The problem is, I'm not sure of the scalability. Is there a way to allow math classrooms everywhere to be a place of discovery? Does the Iowa Core hurt that possibility or help it? And, are my perceptions due to being a TAG-student, perhaps more adept at one form of instruction than others?

Wednesday, July 8, 2009

Google Chrome OS

Google has announced that it plans to release an open source operating system over the course of the next year (and would be available for people to install on their netbooks in the second half of 2010).

This is significant for Iowa educators for several reasons, not the least of which being that with the Google Data Center coming to Council Bluffs, there is potential for greater partnerships and grants for Iowa schools. First, it further signifies Google's desire to be the computing solution for everything. Forward-thinking would be for Iowa schools to look beyond Microsoft products to Google as "software students need to know for the workplace".

Even more important, open source technology has been the mythical answer to the problem of high costs. Schools that have been reluctant to purchase computers that have a $1000+ price tag wouldn't be as resistant if the price was $200. But while advances in netbook technology get us very close to that reality, there is a lot of resistance to venturing into open source software. To install free linux on your school's netbooks would save the district substantial money, but it takes quite a bit of expertise in linux to overcome the lack of software support.

That perhaps changes with Google. It remains to be seen how much support Google would offer in terms of automatic updates and security patches and such, but this will get more than one technology coordinator in the state to rethink the possibilities of open source.

And finally, there is Google's message that all applications on the OS will be web-based, thus running on every possible platform out there. We've seen the movement to web-based software, be it blogging or wikis or Google Docs for some time now, but while I'm not sure everyone will be switching over to Chrome OS in the next 5 years, this can't help but accelerate the movement to web-based software.

The end result? Software could get cheaper for schools. Drastically. And soon.

One more reason to stoke the 1:1 conversations.

Monday, July 6, 2009

Correct Use of Zeros

Cathy Vatterott has an excellent article at the ASCD blog on the grading practice of giving zeros. She highlights a proposal by the Houston Independent School District to eliminate the practice of giving zeros (a good thing) with giving unearned 50% marks (a not-so-good thing).
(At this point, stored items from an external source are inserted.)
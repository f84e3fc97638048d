// extensions/easing.rs
//
// Pure easing functions for the spin animation.
// Only decelerating, non-overshooting curves: a wheel must come to rest
// exactly on its target, never swing past it and back.

use std::f64::consts::FRAC_PI_2;

use serde::{Deserialize, Serialize};

/// Easing curve applied to spin progress.
#[derive(Debug, Clone, Copy, PartialEq, Eq, Default, Serialize, Deserialize)]
#[serde(rename_all = "snake_case")]
pub enum Easing {
    /// Constant angular velocity, abrupt stop.
    Linear,
    /// Gentle slow end.
    QuadOut,
    /// Standard wheel deceleration.
    #[default]
    CubicOut,
    /// Stronger slow end.
    QuartOut,
    /// Very long coast before stopping.
    QuintOut,
    /// Sine wave deceleration (smooth).
    SineOut,
    /// Exponential deceleration (dramatic).
    ExpoOut,
}

impl Easing {
    /// Apply the curve to a normalized time value `t`.
    /// `t` is clamped to [0, 1]; the result is in [0, 1] and is exactly 0 at
    /// `t = 0` and exactly 1 at `t = 1`.
    #[inline]
    pub fn apply(self, t: f64) -> f64 {
        let t = t.clamp(0.0, 1.0);
        match self {
            Easing::Linear => t,
            Easing::QuadOut => 1.0 - (1.0 - t).powi(2),
            Easing::CubicOut => 1.0 - (1.0 - t).powi(3),
            Easing::QuartOut => 1.0 - (1.0 - t).powi(4),
            Easing::QuintOut => 1.0 - (1.0 - t).powi(5),
            Easing::SineOut => {
                if t == 1.0 { 1.0 } else { (t * FRAC_PI_2).sin() }
            }
            Easing::ExpoOut => {
                if t == 1.0 { 1.0 } else { 1.0 - 2.0_f64.powf(-10.0 * t) }
            }
        }
    }

    /// All selectable curves, in menu order.
    pub const ALL: [Easing; 7] = [
        Easing::Linear,
        Easing::QuadOut,
        Easing::CubicOut,
        Easing::QuartOut,
        Easing::QuintOut,
        Easing::SineOut,
        Easing::ExpoOut,
    ];
}

// ── Interpolation helpers ────────────────────────────────────────────────

/// Linearly interpolate between two values.
#[inline]
pub fn lerp(a: f64, b: f64, t: f64) -> f64 {
    a + (b - a) * t
}

/// Interpolate with easing.
#[inline]
pub fn ease(a: f64, b: f64, t: f64, easing: Easing) -> f64 {
    lerp(a, b, easing.apply(t))
}
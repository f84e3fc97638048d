use std::time::{SystemTime, UNIX_EPOCH};

use tokio::time::Instant;
use wheel_engine::Clock;

/// Engine clock backed by tokio's time, so paused-time tests and the
/// session's frame sleeps agree on what "now" is.
#[derive(Debug, Clone, Copy)]
pub struct TokioClock {
    origin: Instant,
}

impl TokioClock {
    pub fn new() -> Self {
        Self {
            origin: Instant::now(),
        }
    }
}

impl Default for TokioClock {
    fn default() -> Self {
        Self::new()
    }
}

impl Clock for TokioClock {
    fn now_ms(&self) -> f64 {
        self.origin.elapsed().as_secs_f64() * 1000.0
    }
}

/// Wall-clock milliseconds since the Unix epoch, for record timestamps.
pub fn unix_ms() -> i64 {
    let Ok(dur) = SystemTime::now().duration_since(UNIX_EPOCH) else {
        return 0;
    };
    i64::try_from(dur.as_millis()).unwrap_or(0)
}
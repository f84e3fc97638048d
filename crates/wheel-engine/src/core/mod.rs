pub mod animator;
pub mod geometry;
pub mod resolver;
pub mod rng;
pub mod time;
pub mod wheel;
First, an excellent analysis of the power of zeros:

Why do students get zeros on homework? Because we allow students not to complete work. Zeros are an easy way out—simply label students lazy for not completing homework (without trying to figure out why), and the teacher is absolved of all responsibility. Zeros punish the vice of laziness, but is laziness the reason most students don't complete assignments, especially homework? I don't think so.
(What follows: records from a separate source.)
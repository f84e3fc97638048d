//! Entry store for the wheel's editable list of names.
//!
//! In-memory, ordered, with simulated latency. Every read hands back owned
//! copies so callers cannot reach into the store's state.

use serde::{Deserialize, Serialize};
use tokio::sync::RwLock;
use wheel_engine::{Entry, EntryId};

use crate::clock::unix_ms;
use crate::error::StoreError;
use crate::latency::Latency;

/// Colors handed to entries created without one, cycled by list position.
pub const DEFAULT_PALETTE: [&str; 8] = [
    "#7C3AED", "#EC4899", "#F59E0B", "#10B981", "#3B82F6", "#8B5CF6", "#EF4444", "#06B6D4",
];

/// A stored entry: the engine-facing fields plus bookkeeping.
#[derive(Debug, Clone, PartialEq, Serialize, Deserialize)]
pub struct EntryRecord {
    #[serde(flatten)]
    pub entry: Entry,
    pub created_at_ms: i64,
}

#[derive(Debug, Clone, Default, Serialize, Deserialize)]
pub struct NewEntry {
    pub text: String,
    #[serde(default)]
    pub color: Option<String>,
    #[serde(default)]
    pub weight: Option<f64>,
}

impl NewEntry {
    pub fn text(text: impl Into<String>) -> Self {
        Self {
            text: text.into(),
            ..Default::default()
        }
    }
}

/// Partial update. `None` fields are left alone; the id can never change.
#[derive(Debug, Clone, Default, Serialize, Deserialize)]
pub struct EntryPatch {
    #[serde(default)]
    pub text: Option<String>,
    #[serde(default)]
    pub color: Option<String>,
    #[serde(default)]
    pub weight: Option<f64>,
}

fn clean_text(text: &str) -> Result<String, StoreError> {
    let trimmed = text.trim();
    if trimmed.is_empty() {
        return Err(StoreError::EmptyText);
    }
    Ok(trimmed.to_string())
}

fn check_weight(weight: f64) -> Result<f64, StoreError> {
    if weight.is_finite() && weight > 0.0 {
        Ok(weight)
    } else {
        Err(StoreError::InvalidWeight(weight))
    }
}

pub struct EntryStore {
    records: RwLock<Vec<EntryRecord>>,
    latency: Latency,
}

impl EntryStore {
    pub fn new(latency: Latency) -> Self {
        Self::with_records(Vec::new(), latency)
    }

    pub fn with_records(records: Vec<EntryRecord>, latency: Latency) -> Self {
        Self {
            records: RwLock::new(records),
            latency,
        }
    }

    /// All entries, in wheel order.
    pub async fn list(&self) -> Vec<EntryRecord> {
        self.latency.heavy().await;
        self.records.read().await.clone()
    }

    /// Engine-facing entries, in wheel order.
    pub async fn snapshot(&self) -> Vec<Entry> {
        self.list().await.into_iter().map(|r| r.entry).collect()
    }

    pub async fn get(&self, id: EntryId) -> Result<EntryRecord, StoreError> {
        self.latency.light().await;
        self.records
            .read()
            .await
            .iter()
            .find(|r| r.entry.id == id)
            .cloned()
            .ok_or(StoreError::EntryNotFound(id))
    }

    /// Append a new entry. Text is trimmed and must not be empty; the id is
    /// one past the current highest.
    pub async fn create(&self, new: NewEntry) -> Result<EntryRecord, StoreError> {
        self.latency.heavy().await;
        let text = clean_text(&new.text)?;
        let weight = check_weight(new.weight.unwrap_or(1.0))?;

        let mut records = self.records.write().await;
        let next_id = records.iter().map(|r| r.entry.id.0).max().unwrap_or(0) + 1;
        let color = new
            .color
            .unwrap_or_else(|| DEFAULT_PALETTE[records.len() % DEFAULT_PALETTE.len()].to_string());
        let record = EntryRecord {
            entry: Entry {
                id: EntryId(next_id),
                text,
                color,
                weight,
            },
            created_at_ms: unix_ms(),
        };
        records.push(record.clone());
        log::debug!("entry created: #{} '{}'", next_id, record.entry.text);
        Ok(record)
    }

    pub async fn update(&self, id: EntryId, patch: EntryPatch) -> Result<EntryRecord, StoreError> {
        self.latency.heavy().await;
        let text = patch.text.as_deref().map(clean_text).transpose()?;
        let weight = patch.weight.map(check_weight).transpose()?;

        let mut records = self.records.write().await;
        let record = records
            .iter_mut()
            .find(|r| r.entry.id == id)
            .ok_or(StoreError::EntryNotFound(id))?;
        if let Some(text) = text {
            record.entry.text = text;
        }
        if let Some(color) = patch.color {
            record.entry.color = color;
        }
        if let Some(weight) = weight {
            record.entry.weight = weight;
        }
        log::debug!("entry updated: #{}", id);
        Ok(record.clone())
    }

    /// Remove an entry, returning what was removed.
    pub async fn delete(&self, id: EntryId) -> Result<EntryRecord, StoreError> {
        self.latency.light().await;
        let mut records = self.records.write().await;
        let index = records
            .iter()
            .position(|r| r.entry.id == id)
            .ok_or(StoreError::EntryNotFound(id))?;
        let removed = records.remove(index);
        log::debug!("entry deleted: #{}", id);
        Ok(removed)
    }

    pub async fn clear(&self) {
        self.latency.light().await;
        self.records.write().await.clear();
        log::debug!("entries cleared");
    }

    /// Put entries in the given order. `order` must be a permutation of the
    /// current ids.
    pub async fn reorder(&self, order: &[EntryId]) -> Result<Vec<EntryRecord>, StoreError> {
        self.latency.light().await;
        let mut records = self.records.write().await;
        if order.len() != records.len() {
            return Err(StoreError::InvalidOrder);
        }
        let mut remaining = records.clone();
        let mut reordered = Vec::with_capacity(order.len());
        for id in order {
            let index = remaining
                .iter()
                .position(|r| r.entry.id == *id)
                .ok_or(StoreError::InvalidOrder)?;
            reordered.push(remaining.swap_remove(index));
        }
        *records = reordered;
        Ok(records.clone())
    }

    pub async fn len(&self) -> usize {
        self.records.read().await.len()
    }

    pub async fn is_empty(&self) -> bool {
        self.records.read().await.is_empty()
    }
}

#[cfg(test)]
mod tests {
    use super::*;

    fn store() -> EntryStore {
        EntryStore::new(Latency::none())
    }

    #[tokio::test]
    async fn create_assigns_sequential_ids_and_trims() {
        let store = store();
        let a = store.create(NewEntry::text("  Alice ")).await.unwrap();
        let b = store.create(NewEntry::text("Bob")).await.unwrap();
        assert_eq!(a.entry.id, EntryId(1));
        assert_eq!(b.entry.id, EntryId(2));
        assert_eq!(a.entry.text, "Alice");
        assert_eq!(a.entry.weight, 1.0);
    }

    #[tokio::test]
    async fn create_cycles_palette_unless_color_given() {
        let store = store();
        let a = store.create(NewEntry::text("a")).await.unwrap();
        let b = store.create(NewEntry::text("b")).await.unwrap();
        let c = store
            .create(NewEntry { text: "c".into(), color: Some("#000000".into()), weight: None })
            .await
            .unwrap();
        assert_eq!(a.entry.color, DEFAULT_PALETTE[0]);
        assert_eq!(b.entry.color, DEFAULT_PALETTE[1]);
        assert_eq!(c.entry.color, "#000000");
    }

    #[tokio::test]
    async fn create_rejects_blank_text_and_bad_weight() {
        let store = store();
        assert!(matches!(store.create(NewEntry::text("   ")).await, Err(StoreError::EmptyText)));
        let bad = NewEntry { text: "x".into(), color: None, weight: Some(0.0) };
        assert!(matches!(store.create(bad).await, Err(StoreError::InvalidWeight(_))));
        assert!(store.is_empty().await);
    }

    #[tokio::test]
    async fn id_follows_current_maximum() {
        let store = store();
        store.create(NewEntry::text("a")).await.unwrap();
        let b = store.create(NewEntry::text("b")).await.unwrap();
        store.delete(b.entry.id).await.unwrap();
        let c = store.create(NewEntry::text("c")).await.unwrap();
        assert_eq!(c.entry.id, EntryId(2));
    }

    #[tokio::test]
    async fn get_and_update() {
        let store = store();
        let a = store.create(NewEntry::text("Alice")).await.unwrap();
        let patch = EntryPatch { text: Some(" Alicia ".into()), ..Default::default() };
        let updated = store.update(a.entry.id, patch).await.unwrap();
        assert_eq!(updated.entry.text, "Alicia");
        assert_eq!(updated.entry.color, a.entry.color);
        assert_eq!(store.get(a.entry.id).await.unwrap(), updated);
    }

    #[tokio::test]
    async fn unknown_ids_are_not_found() {
        let store = store();
        let missing = EntryId(42);
        assert!(matches!(store.get(missing).await, Err(StoreError::EntryNotFound(id)) if id == missing));
        assert!(matches!(
            store.update(missing, EntryPatch::default()).await,
            Err(StoreError::EntryNotFound(_))
        ));
        assert!(matches!(store.delete(missing).await, Err(StoreError::EntryNotFound(_))));
    }

    #[tokio::test]
    async fn delete_returns_removed_record() {
        let store = store();
        let a = store.create(NewEntry::text("a")).await.unwrap();
        store.create(NewEntry::text("b")).await.unwrap();
        let removed = store.delete(a.entry.id).await.unwrap();
        assert_eq!(removed, a);
        assert_eq!(store.len().await, 1);
    }

    #[tokio::test]
    async fn list_returns_copies() {
        let store = store();
        store.create(NewEntry::text("a")).await.unwrap();
        let mut copy = store.list().await;
        copy[0].entry.text = "mutated".into();
        copy.clear();
        assert_eq!(store.list().await[0].entry.text, "a");
    }

    #[tokio::test]
    async fn reorder_requires_a_permutation() {
        let store = store();
        for t in ["a", "b", "c"] {
            store.create(NewEntry::text(t)).await.unwrap();
        }
        let order = [EntryId(3), EntryId(1), EntryId(2)];
        let reordered = store.reorder(&order).await.unwrap();
        let texts: Vec<_> = reordered.iter().map(|r| r.entry.text.as_str()).collect();
        assert_eq!(texts, ["c", "a", "b"]);

        assert!(matches!(store.reorder(&[EntryId(1)]).await, Err(StoreError::InvalidOrder)));
        assert!(matches!(
            store.reorder(&[EntryId(1), EntryId(1), EntryId(2)]).await,
            Err(StoreError::InvalidOrder)
        ));
        assert_eq!(store.snapshot().await[0].text, "c");
    }

    #[tokio::test]
    async fn clear_empties_the_store() {
        let store = store();
        store.create(NewEntry::text("a")).await.unwrap();
        store.clear().await;
        assert!(store.list().await.is_empty());
    }

    #[tokio::test(start_paused = true)]
    async fn calls_pay_simulated_latency() {
        let store = EntryStore::new(Latency::default());
        let start = tokio::time::Instant::now();
        store.list().await;
        assert_eq!(start.elapsed().as_millis(), 300);
        let _ = store.get(EntryId(1)).await;
        assert_eq!(start.elapsed().as_millis(), 500);
    }
}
I'd add two things; good teaching is not predicated on punishment, but rather of learning. So, we shouldn't be in the business of "punishing for the vice of laziness". Regardless, a zero really isn't punishment. You want to punish a student who is lazy? Make them turn in the assignment!

Which, Vatterott is already ahead of me:

I think the better solution is a "Zeros Aren't Permitted" (ZAP) program, an increasingly popular idea where zeros are used merely as placeholders until work is made up or excused.

My own grading practices as a teacher eventually evolved into that practice, and it was one of the best classroom management practices I could have. Students, knowing that they couldn't pass the class unless all assignments were handed in and done well were more likely to do them well the first time. And even if they did procrastinate and turn them in late, at least I had something to assess their knowledge for the different course outcomes.

Vatterott puts this in perspective:

ZAP makes more work for the teacher and administrators, but it puts the emphasis back on learning. As we continue to move toward more standards-based grading and the argument rages about how to "hold students accountable," are we all asking the same question? Is it "How many assignments have the students completed?" instead of "How much have the students learned?" Grades should reflect what a student knows or can do, not what work he or she has completed.

Friday, July 3, 2009

Better Tool Training for Educators

Before we mentioned how schools mistakenly put training on tools ahead of the purpose of using technology in the curriculum. Switching that order is still the most critical item for successful technology professional development. The ideal order:

But, we have room to improve within the tool subset as well. That is, once we get to the part where we train educators how to use Microsoft Word (or blogging or Voicethread, etc.) we still don't do it well.

Below is a graphic that demonstrates typical PD steps used to learn a tool:

Some thoughts with this. 1) Schools are getting much better at getting past the first step, "awareness". But there are still many times when I've fielded the request, "Can you come out to our district and show us all the different web 2.0 tools out there?" And then, nothing else. If the school district doesn't provide professional development time and opportunities to do the next steps, expecting staff to do it on their own, it won't happen.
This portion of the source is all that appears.